Dapat dipahami bahwa dalam situasi demikian memaksa para pegawai mencari tambahan dan banyak diantaranya mereka mendapatkan dengan meminta uang ekstra untuk pelayanan yang diberikan".
3.      Dampak negatif korupsi
a)      Terhadap demokrasi
Korupsi menunjukan tantangan serius terhadap pembangunan. Di dalam dunia politik, korupsi mempersulit demokrasi dan tata pemerintahan yang baik (good governance) dengan cara menghancurkan proses formal. Korupsi di pemilihan umum dan di badan legislatif mengurangi akuntabilitas dan perwakilan di pembentukan kebijaksanaan; korupsi di sistem pengadilan menghentikan ketertiban hukum; dan korupsi di pemerintahan publik menghasilkan ketidak-seimbangan dalam pelayanan masyarakat.[3]

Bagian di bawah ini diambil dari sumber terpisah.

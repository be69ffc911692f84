//! Settings resolution for the command line.
//!
//! Values come from, in order of precedence: command-line flags (or the
//! `INVENTORY_DB` environment variable for the database path), an optional
//! YAML config file, and built-in defaults.
//!
//! # Example YAML
//!
//! ```yaml
//! database: /var/lib/inventory/inventory.db
//! format: table
//! ```

use std::io::BufReader;
use std::path::{Path, PathBuf};

use serde::{Deserialize, Serialize};

use crate::output::OutputFormat;

/// Database file used when nothing else is configured.
pub const DEFAULT_DATABASE: &str = "inventory.db";

/// Contents of the optional YAML config file. Every field may be omitted.
#[derive(Debug, Clone, Default, PartialEq, Serialize, Deserialize)]
#[serde(default, deny_unknown_fields)]
pub struct FileConfig {
    pub database: Option<PathBuf>,
    pub format: Option<OutputFormat>,
}

impl FileConfig {
    /// Loads configuration from a YAML file.
    pub fn load(path: impl AsRef<Path>) -> Result<Self, String> {
        let path = path.as_ref();
        let file = std::fs::File::open(path)
            .map_err(|e| format!("Failed to open config '{}': {e}", path.display()))?;
        serde_yaml::from_reader(BufReader::new(file))
            .map_err(|e| format!("Failed to parse config '{}': {e}", path.display()))
    }
}

/// Fully resolved settings for one invocation.
#[derive(Debug, Clone, PartialEq)]
pub struct Settings {
    pub database: PathBuf,
    pub format: OutputFormat,
}

impl Settings {
    /// Merges explicit values over the config file over defaults.
    pub fn resolve(
        database: Option<PathBuf>,
        format: Option<OutputFormat>,
        file: Option<FileConfig>,
    ) -> Self {
        let file = file.unwrap_or_default();
        Self {
            database: database
                .or(file.database)
                .unwrap_or_else(|| PathBuf::from(DEFAULT_DATABASE)),
            format: format.or(file.format).unwrap_or_default(),
        }
    }
}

Secara umum, korupsi mengkikis kemampuan institusi dari pemerintah, karena pengabaian prosedur, penyedotan sumber daya, dan pejabat diangkat ataudinaikan jabatan bukan karena prestasi. Pada saat yang bersamaan, korupsi mempersulit legitimasi pemerintahan dan nilai demokrasi seperti kepercayaan dan toleransi.

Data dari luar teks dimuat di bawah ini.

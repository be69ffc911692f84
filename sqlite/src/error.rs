//! Error types for inventory store operations.

use std::path::PathBuf;

use inventory_core::ValidationError;
use thiserror::Error;

/// Errors that can occur during store operations.
///
/// A missing id is not an error; see [`Outcome`](inventory_core::Outcome).
#[derive(Debug, Error)]
pub enum StoreError {
    /// The database file could not be opened or created.
    #[error("cannot open database '{}': {source}", .path.display())]
    Open {
        path: PathBuf,
        #[source]
        source: rusqlite::Error,
    },

    /// A statement against an open database failed.
    #[error("storage error: {0}")]
    Storage(#[from] rusqlite::Error),

    /// Quantity or price was negative.
    #[error("invalid input: {0}")]
    Validation(#[from] ValidationError),
}

impl StoreError {
    /// Returns `true` for failures of the underlying database, as opposed
    /// to rejected input.
    pub fn is_storage(&self) -> bool {
        matches!(self, Self::Open { .. } | Self::Storage(_))
    }
}

/// Convenience alias for results with [`StoreError`].
pub type Result<T> = std::result::Result<T, StoreError>;
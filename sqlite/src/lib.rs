//! SQLite storage backend for inventory items.
//!
//! This crate owns the single `inventory` table and exposes the five store
//! operations (create, list, search, update quantity, delete) through
//! [`InventoryStore`].
//!
//! # Architecture
//!
//! - **`schema`**: the table definition and idempotent initialization
//! - **`convert`**: `InventoryItem` ↔ SQL row mapping
//! - **`store`**: the store itself; every call opens its own connection
//!   and closes it before returning
//!
//! # Quick start
//!
//! ```no_run
//! use inventory_core::{NewItem, Outcome};
//! use inventory_sqlite::InventoryStore;
//!
//! let store = InventoryStore::open("inventory.db").unwrap();
//! let id = store.create(&NewItem::new("Widget", 10, 500)).unwrap();
//!
//! for item in store.search_by_name("idg").unwrap() {
//!     println!("{} x{}", item.name, item.quantity);
//! }
//!
//! assert_eq!(store.update_quantity(id, 3).unwrap(), Outcome::Success);
//! assert_eq!(store.delete_by_id(id).unwrap(), Outcome::Success);
//! ```

mod convert;
mod error;
mod schema;
mod store;

pub use error::{Result, StoreError};
pub use store::{InventoryStore, StoreStatus};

b)      Terhadap perekonomian
Korupsi juga mempersulit pembangunan ekonomi dan mengurangi kualitas pelayanan pemerintahan.

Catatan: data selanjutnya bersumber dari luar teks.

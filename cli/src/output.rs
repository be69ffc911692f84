//! Output formatting for items and command results.

use inventory_core::InventoryItem;
use serde::{Deserialize, Serialize};

/// Supported output formats.
#[derive(Debug, Clone, Copy, PartialEq, Eq, Default, Serialize, Deserialize, clap::ValueEnum)]
#[serde(rename_all = "lowercase")]
pub enum OutputFormat {
    #[default]
    Table,
    Json,
    Yaml,
}

const HEADERS: [&str; 5] = ["ID", "Name", "Quantity", "Price", "Created At"];

/// Formats a list of items in the requested output format.
pub fn format_items(items: &[InventoryItem], format: OutputFormat) -> Result<String, String> {
    match format {
        OutputFormat::Table => Ok(items_to_table(items)),
        OutputFormat::Json | OutputFormat::Yaml => format_value(&items, format),
    }
}

/// Serializes any value as JSON or YAML.
///
/// `Table` falls back to JSON; callers render their own table text.
pub fn format_value<T: Serialize + ?Sized>(value: &T, format: OutputFormat) -> Result<String, String> {
    match format {
        OutputFormat::Json | OutputFormat::Table => serde_json::to_string_pretty(value)
            .map(|mut s| {
                s.push('\n');
                s
            })
            .map_err(|e| format!("JSON serialization failed: {e}")),
        OutputFormat::Yaml => {
            serde_yaml::to_string(value).map_err(|e| format!("YAML serialization failed: {e}"))
        }
    }
}

fn items_to_table(items: &[InventoryItem]) -> String {
    let rows: Vec<[String; 5]> = items
        .iter()
        .map(|item| {
            [
                item.id.to_string(),
                item.name.clone(),
                item.quantity.to_string(),
                item.price.to_string(),
                item.created_at.clone().unwrap_or_default(),
            ]
        })
        .collect();

    let mut widths = HEADERS.map(|h| h.chars().count());
    for row in &rows {
        for (width, cell) in widths.iter_mut().zip(row) {
            *width = (*width).max(cell.chars().count());
        }
    }

    let mut out = String::new();
    push_row(&mut out, &HEADERS.map(String::from), &widths);
    push_row(&mut out, &widths.map(|w| "-".repeat(w)), &widths);
    for row in &rows {
        push_row(&mut out, row, &widths);
    }
    out
}

/// Appends one table line. ID, quantity and price are right-aligned.
fn push_row(out: &mut String, cells: &[String; 5], widths: &[usize; 5]) {
    let line = cells
        .iter()
        .zip(widths)
        .enumerate()
        .map(|(col, (cell, &width))| match col {
            0 | 2 | 3 => format!("{cell:>width$}"),
            _ => format!("{cell:<width$}"),
        })
        .collect::<Vec<_>>()
        .join("  ");
    out.push_str(line.trim_end());
    out.push('\n');
}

Korupsi juga mempersulit pembangunan ekonomi dengan membuat distorsi dan ketidak efisienan yang tinggi. Dalam sektor private, korupsi meningkatkan ongkos niaga karena kerugian dari pembayaran ilegal, ongkos manajemen dalam negosiasi dengan pejabat korup, dan risiko pembatalan perjanjian atau karena penyelidikan. Walaupun ada yang menyatakan bahwa korupsi mengurangi ongkos (niaga) dengan mempermudah birokrasi, konsensus yang baru muncul berkesimpulan bahwa ketersediaan sogokan menyebabkan pejabat untuk membuat aturan-aturan baru dan hambatan baru. Dimana korupsi menyebabkan inflasi ongkos niaga, korupsi juga mengacaukan "lapangan perniagaan". Perusahaan yang memiliki koneksi dilindungi dari persaingan dan sebagai hasilnya mempertahankan perusahaan-perusahaan yang tidak efisien.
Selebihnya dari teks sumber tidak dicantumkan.